Directions for this task: The response must contain the complete data, printed exactly.

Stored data
★ ★ ★ ★ ★

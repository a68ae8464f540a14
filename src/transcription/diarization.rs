//! Speaker segment grouping.
//!
//! Diarizing backends return a flat, chronological list of words, each tagged
//! with a speaker id. Readers want speaker turns, so consecutive words from
//! the same speaker are coalesced here into timestamped segments.

use super::models::{TranscriptSegment, WordAnnotation};

/// A maximal run of consecutive words attributed to one speaker.
#[derive(Debug, Clone, PartialEq)]
pub struct SpeakerSegment {
    /// Speaker id shared by every word in the run.
    pub speaker: i32,
    /// Start of the first word in the run.
    pub start_seconds: f64,
    /// End of the most recent word in the run.
    pub end_seconds: f64,
    /// Space-joined word texts, trimmed.
    pub text: String,
}

impl SpeakerSegment {
    /// Display label for this speaker, e.g. "SPEAKER_0".
    pub fn speaker_label(&self) -> String {
        format!("SPEAKER_{}", self.speaker)
    }
}

impl From<SpeakerSegment> for TranscriptSegment {
    fn from(segment: SpeakerSegment) -> Self {
        Self {
            start_seconds: segment.start_seconds,
            end_seconds: segment.end_seconds,
            text: segment.text,
            speaker: Some(segment.speaker),
        }
    }
}

/// Groups consecutive same-speaker words into segments.
///
/// Words must arrive in the order the backend emitted them; segments come out
/// in that same order, and every input word lands in exactly one segment.
/// Missing word timing is coerced to 0.0 seconds (see
/// [`WordAnnotation::start`]).
pub fn build_segments(words: &[WordAnnotation]) -> Vec<SpeakerSegment> {
    let mut segments = Vec::new();

    let mut current: Option<SegmentAccumulator> = None;

    for word in words {
        match current {
            Some(ref mut acc) if acc.speaker == word.speaker => acc.push(word),
            _ => {
                if let Some(acc) = current.take() {
                    segments.push(acc.finish());
                }
                current = Some(SegmentAccumulator::open(word));
            }
        }
    }

    if let Some(acc) = current {
        segments.push(acc.finish());
    }

    segments
}

/// The currently-open run while scanning the word list.
struct SegmentAccumulator {
    speaker: i32,
    start_seconds: f64,
    end_seconds: f64,
    words: Vec<String>,
}

impl SegmentAccumulator {
    fn open(word: &WordAnnotation) -> Self {
        Self {
            speaker: word.speaker,
            start_seconds: word.start(),
            end_seconds: word.end(),
            words: vec![word.text.clone()],
        }
    }

    fn push(&mut self, word: &WordAnnotation) {
        self.words.push(word.text.clone());
        self.end_seconds = word.end();
    }

    fn finish(self) -> SpeakerSegment {
        SpeakerSegment {
            speaker: self.speaker,
            start_seconds: self.start_seconds,
            end_seconds: self.end_seconds,
            text: self.words.join(" ").trim().to_string(),
        }
    }
}

#[cfg(test)]
mod tests {
    use super::*;

    fn word(text: &str, speaker: i32, start: f64, end: f64) -> WordAnnotation {
        WordAnnotation::new(text, speaker, Some(start), Some(end))
    }

    #[test]
    fn test_empty_input() {
        assert!(build_segments(&[]).is_empty());
    }

    #[test]
    fn test_two_speakers() {
        let words = vec![
            word("Hi", 0, 0.0, 0.5),
            word("there", 0, 0.5, 1.0),
            word("Bye", 1, 1.0, 1.5),
        ];

        let segments = build_segments(&words);

        assert_eq!(segments.len(), 2);
        assert_eq!(segments[0].speaker, 0);
        assert_eq!(segments[0].start_seconds, 0.0);
        assert_eq!(segments[0].end_seconds, 1.0);
        assert_eq!(segments[0].text, "Hi there");
        assert_eq!(segments[1].speaker, 1);
        assert_eq!(segments[1].start_seconds, 1.0);
        assert_eq!(segments[1].end_seconds, 1.5);
        assert_eq!(segments[1].text, "Bye");
    }

    #[test]
    fn test_single_word_zero_duration() {
        let segments = build_segments(&[word("Hm", 4, 2.0, 2.0)]);

        assert_eq!(segments.len(), 1);
        assert_eq!(segments[0].start_seconds, segments[0].end_seconds);
        assert_eq!(segments[0].speaker_label(), "SPEAKER_4");
    }

    #[test]
    fn test_speaker_returns_after_interruption() {
        // Same id on both sides of an interruption makes two distinct runs
        let words = vec![
            word("so", 1, 0.0, 0.3),
            word("wait", 2, 0.3, 0.6),
            word("anyway", 1, 0.6, 1.0),
        ];

        let segments = build_segments(&words);

        assert_eq!(segments.len(), 3);
        assert_eq!(segments[0].speaker, 1);
        assert_eq!(segments[1].speaker, 2);
        assert_eq!(segments[2].speaker, 1);
    }

    #[test]
    fn test_no_words_dropped_or_reordered() {
        let words: Vec<WordAnnotation> = (0..20)
            .map(|i| word(&format!("w{}", i), (i / 4) as i32, i as f64, (i + 1) as f64))
            .collect();

        let segments = build_segments(&words);

        let rejoined: Vec<String> = segments
            .iter()
            .flat_map(|s| s.text.split_whitespace().map(str::to_string))
            .collect();
        let original: Vec<String> = words.iter().map(|w| w.text.clone()).collect();

        assert_eq!(rejoined, original);
    }

    #[test]
    fn test_adjacent_pairs_define_boundaries() {
        let words = vec![
            word("a", 0, 0.0, 1.0),
            word("b", 0, 1.0, 2.0),
            word("c", 3, 2.0, 3.0),
            word("d", 3, 3.0, 4.0),
            word("e", 0, 4.0, 5.0),
        ];

        let segments = build_segments(&words);

        assert_eq!(
            segments.iter().map(|s| s.speaker).collect::<Vec<_>>(),
            vec![0, 3, 0]
        );
        assert_eq!(segments[0].text, "a b");
        assert_eq!(segments[1].text, "c d");
        assert_eq!(segments[2].text, "e");
    }

    #[test]
    fn test_missing_timing_collapses_to_zero() {
        // Documented fallback: absent timestamps read as 0.0
        let words = vec![
            WordAnnotation::new("one", 0, None, None),
            WordAnnotation::new("two", 0, Some(1.0), Some(1.5)),
        ];

        let segments = build_segments(&words);

        assert_eq!(segments.len(), 1);
        assert_eq!(segments[0].start_seconds, 0.0);
        assert_eq!(segments[0].end_seconds, 1.5);
        assert_eq!(segments[0].text, "one two");
    }

    #[test]
    fn test_idempotent() {
        let words = vec![
            word("Hi", 0, 0.0, 0.5),
            word("there", 0, 0.5, 1.0),
            word("Bye", 1, 1.0, 1.5),
        ];

        assert_eq!(build_segments(&words), build_segments(&words));
    }

    #[test]
    fn test_conversion_to_transcript_segment() {
        let segments = build_segments(&[word("hello", 2, 0.5, 1.0)]);
        let segment: TranscriptSegment = segments.into_iter().next().unwrap().into();

        assert_eq!(segment.speaker, Some(2));
        assert_eq!(segment.speaker_label().as_deref(), Some("SPEAKER_2"));
        assert_eq!(segment.start_seconds, 0.5);
    }
}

★ ★ ★ ★ ★

Written answer:
repository a68ae8464f540a14
filename src/transcription/diarization.rs
//! Speaker segment grouping.
//!
//! Diarizing backends return a flat, chronological list of words, each tagged
//! with a speaker id. Readers want speaker turns, so consecutive words from
//! the same speaker are coalesced here into timestamped segments.

use super::models::{TranscriptSegment, WordAnnotation};

/// A maximal run of consecutive words attributed to one speaker.
#[derive(Debug, Clone, PartialEq)]
pub struct SpeakerSegment {
    /// Speaker id shared by every word in the run.
    pub speaker: i32,
    /// Start of the first word in the run.
    pub start_seconds: f64,
    /// End of the most recent word in the run.
    pub end_seconds: f64,
    /// Space-joined word texts, trimmed.
    pub text: String,
}

impl SpeakerSegment {
    /// Display label for this speaker, e.g. "SPEAKER_0".
    pub fn speaker_label(&self) -> String {
        format!("SPEAKER_{}", self.speaker)
    }
}

impl From<SpeakerSegment> for TranscriptSegment {
    fn from(segment: SpeakerSegment) -> Self {
        Self {
            start_seconds: segment.start_seconds,
            end_seconds: segment.end_seconds,
            text: segment.text,
            speaker: Some(segment.speaker),
        }
    }
}

/// Groups consecutive same-speaker words into segments.
///
/// Words must arrive in the order the backend emitted them; segments come out
/// in that same order, and every input word lands in exactly one segment.
/// Missing word timing is coerced to 0.0 seconds (see
/// [`WordAnnotation::start`]).
pub fn build_segments(words: &[WordAnnotation]) -> Vec<SpeakerSegment> {
    let mut segments = Vec::new();

    let mut current: Option<SegmentAccumulator> = None;

    for word in words {
        match current {
            Some(ref mut acc) if acc.speaker == word.speaker => acc.push(word),
            _ => {
                if let Some(acc) = current.take() {
                    segments.push(acc.finish());
                }
                current = Some(SegmentAccumulator::open(word));
            }
        }
    }

    if let Some(acc) = current {
        segments.push(acc.finish());
    }

    segments
}

/// The currently-open run while scanning the word list.
struct SegmentAccumulator {
    speaker: i32,
    start_seconds: f64,
    end_seconds: f64,
    words: Vec<String>,
}

impl SegmentAccumulator {
    fn open(word: &WordAnnotation) -> Self {
        Self {
            speaker: word.speaker,
            start_seconds: word.start(),
            end_seconds: word.end(),
            words: vec![word.text.clone()],
        }
    }

    fn push(&mut self, word: &WordAnnotation) {
        self.words.push(word.text.clone());
        self.end_seconds = word.end();
    }

    fn finish(self) -> SpeakerSegment {
        SpeakerSegment {
            speaker: self.speaker,
            start_seconds: self.start_seconds,
            end_seconds: self.end_seconds,
            text: self.words.join(" ").trim().to_string(),
        }
    }
}

#[cfg(test)]
mod tests {
    use super::*;

    fn word(text: &str, speaker: i32, start: f64, end: f64) -> WordAnnotation {
        WordAnnotation::new(text, speaker, Some(start), Some(end))
    }

    #[test]
    fn test_empty_input() {
        assert!(build_segments(&[]).is_empty());
    }

    #[test]
    fn test_two_speakers() {
        let words = vec![
            word("Hi", 0, 0.0, 0.5),
            word("there", 0, 0.5, 1.0),
            word("Bye", 1, 1.0, 1.5),
        ];

        let segments = build_segments(&words);

        assert_eq!(segments.len(), 2);
        assert_eq!(segments[0].speaker, 0);
        assert_eq!(segments[0].start_seconds, 0.0);
        assert_eq!(segments[0].end_seconds, 1.0);
        assert_eq!(segments[0].text, "Hi there");
        assert_eq!(segments[1].speaker, 1);
        assert_eq!(segments[1].start_seconds, 1.0);
        assert_eq!(segments[1].end_seconds, 1.5);
        assert_eq!(segments[1].text, "Bye");
    }

    #[test]
    fn test_single_word_zero_duration() {
        let segments = build_segments(&[word("Hm", 4, 2.0, 2.0)]);

        assert_eq!(segments.len(), 1);
        assert_eq!(segments[0].start_seconds, segments[0].end_seconds);
        assert_eq!(segments[0].speaker_label(), "SPEAKER_4");
    }

    #[test]
    fn test_speaker_returns_after_interruption() {
        // Same id on both sides of an interruption makes two distinct runs
        let words = vec![
            word("so", 1, 0.0, 0.3),
            word("wait", 2, 0.3, 0.6),
            word("anyway", 1, 0.6, 1.0),
        ];

        let segments = build_segments(&words);

        assert_eq!(segments.len(), 3);
        assert_eq!(segments[0].speaker, 1);
        assert_eq!(segments[1].speaker, 2);
        assert_eq!(segments[2].speaker, 1);
    }

    #[test]
    fn test_no_words_dropped_or_reordered() {
        let words: Vec<WordAnnotation> = (0..20)
            .map(|i| word(&format!("w{}", i), (i / 4) as i32, i as f64, (i + 1) as f64))
            .collect();

        let segments = build_segments(&words);

        let rejoined: Vec<String> = segments
            .iter()
            .flat_map(|s| s.text.split_whitespace().map(str::to_string))
            .collect();
        let original: Vec<String> = words.iter().map(|w| w.text.clone()).collect();

        assert_eq!(rejoined, original);
    }

    #[test]
    fn test_adjacent_pairs_define_boundaries() {
        let words = vec![
            word("a", 0, 0.0, 1.0),
            word("b", 0, 1.0, 2.0),
            word("c", 3, 2.0, 3.0),
            word("d", 3, 3.0, 4.0),
            word("e", 0, 4.0, 5.0),
        ];

        let segments = build_segments(&words);

        assert_eq!(
            segments.iter().map(|s| s.speaker).collect::<Vec<_>>(),
            vec![0, 3, 0]
        );
        assert_eq!(segments[0].text, "a b");
        assert_eq!(segments[1].text, "c d");
        assert_eq!(segments[2].text, "e");
    }

    #[test]
    fn test_missing_timing_collapses_to_zero() {
        // Documented fallback: absent timestamps read as 0.0
        let words = vec![
            WordAnnotation::new("one", 0, None, None),
            WordAnnotation::new("two", 0, Some(1.0), Some(1.5)),
        ];

        let segments = build_segments(&words);

        assert_eq!(segments.len(), 1);
        assert_eq!(segments[0].start_seconds, 0.0);
        assert_eq!(segments[0].end_seconds, 1.5);
        assert_eq!(segments[0].text, "one two");
    }

    #[test]
    fn test_idempotent() {
        let words = vec![
            word("Hi", 0, 0.0, 0.5),
            word("there", 0, 0.5, 1.0),
            word("Bye", 1, 1.0, 1.5),
        ];

        assert_eq!(build_segments(&words), build_segments(&words));
    }

    #[test]
    fn test_conversion_to_transcript_segment() {
        let segments = build_segments(&[word("hello", 2, 0.5, 1.0)]);
        let segment: TranscriptSegment = segments.into_iter().next().unwrap().into();

        assert_eq!(segment.speaker, Some(2));
        assert_eq!(segment.speaker_label().as_deref(), Some("SPEAKER_2"));
        assert_eq!(segment.start_seconds, 0.5);
    }
}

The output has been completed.